WORK REQUEST: Please write out exactly the lines of the data below from the line holding "the other chains." through the line holding "the key itself.", and leave out the rest.

##### EXTRACTED RECORDS

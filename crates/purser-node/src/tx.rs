//! UTXO transaction assembly and signature hashing
//!
//! Produces version-1 pay-to-pubkey-hash spends. Bitcoin and Litecoin
//! sign with the original signature hash; Bitcoin Cash signs the
//! BIP143-style digest carrying the fork id flag, which keeps its
//! signatures invalid on the other chains.

use secp256k1::{All, Message, Secp256k1};
use sha2::{Digest, Sha256};

use purser_core::{Address, Error, PlannedOutput, Result, Unspent, UtxoIntent};
use purser_params::{ChainParams, Currency};

use crate::keys::{self, WifKey};

const TX_VERSION: u32 = 1;
const LOCKTIME: u32 = 0;
const SEQUENCE_FINAL: u32 = 0xffff_ffff;
const SIGHASH_ALL: u32 = 0x01;
/// SIGHASH_ALL with the Bitcoin Cash fork id bit set
const SIGHASH_ALL_FORKID: u32 = 0x41;

/// Sign every input of an intent and serialize the final transaction as
/// hex, ready for `sendrawtransaction`.
///
/// All inputs must be pay-to-pubkey-hash outputs controlled by `key`.
/// The network is taken from the key itself.
pub fn sign_transaction(
    secp: &Secp256k1<All>,
    intent: &UtxoIntent,
    key: &WifKey,
) -> Result<String> {
    if intent.inputs.is_empty() || intent.outputs.is_empty() {
        return Err(Error::Signing("Nothing to sign".to_string()));
    }
    let params = ChainParams::for_currency(intent.currency, key.network);
    let entries = output_entries(&params, &intent.outputs)?;
    let own_script = p2pkh_script(&keys::pubkey_hash(&key.public));
    let hashtype = if matches!(intent.currency, Currency::Bch) {
        SIGHASH_ALL_FORKID
    } else {
        SIGHASH_ALL
    };

    let mut script_sigs = Vec::with_capacity(intent.inputs.len());
    for (index, input) in intent.inputs.iter().enumerate() {
        // The node reports the locking script with each unspent; fall
        // back to the key's own script when it is absent.
        let script_code = if input.script_pubkey.is_empty() {
            own_script.clone()
        } else {
            hex::decode(&input.script_pubkey).map_err(|_| {
                Error::InvalidAddress(format!("Bad locking script on {}", input.txid))
            })?
        };
        let sighash = if hashtype == SIGHASH_ALL_FORKID {
            forkid_sighash(intent, index, &script_code, &entries)?
        } else {
            legacy_sighash(intent, index, &script_code, &entries)?
        };
        let message = Message::from_slice(&sighash)
            .map_err(|_| Error::Signing("Bad signature hash".to_string()))?;
        let signature = secp.sign_ecdsa(&message, &key.secret);
        let mut encoded = signature.serialize_der().to_vec();
        encoded.push(hashtype as u8);
        script_sigs.push(script_sig(&encoded, &key.public.serialize()));
    }

    let raw = serialize_transaction(intent, &script_sigs, &entries)?;
    Ok(hex::encode(raw))
}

##########

THE COMPLETED TASK:
//! signatures invalid on the other chains.

use secp256k1::{All, Message, Secp256k1};
use sha2::{Digest, Sha256};

use purser_core::{Address, Error, PlannedOutput, Result, Unspent, UtxoIntent};
use purser_params::{ChainParams, Currency};

use crate::keys::{self, WifKey};

const TX_VERSION: u32 = 1;
const LOCKTIME: u32 = 0;
const SEQUENCE_FINAL: u32 = 0xffff_ffff;
const SIGHASH_ALL: u32 = 0x01;
/// SIGHASH_ALL with the Bitcoin Cash fork id bit set
const SIGHASH_ALL_FORKID: u32 = 0x41;

/// Sign every input of an intent and serialize the final transaction as
/// hex, ready for `sendrawtransaction`.
///
/// All inputs must be pay-to-pubkey-hash outputs controlled by `key`.
/// The network is taken from the key itself.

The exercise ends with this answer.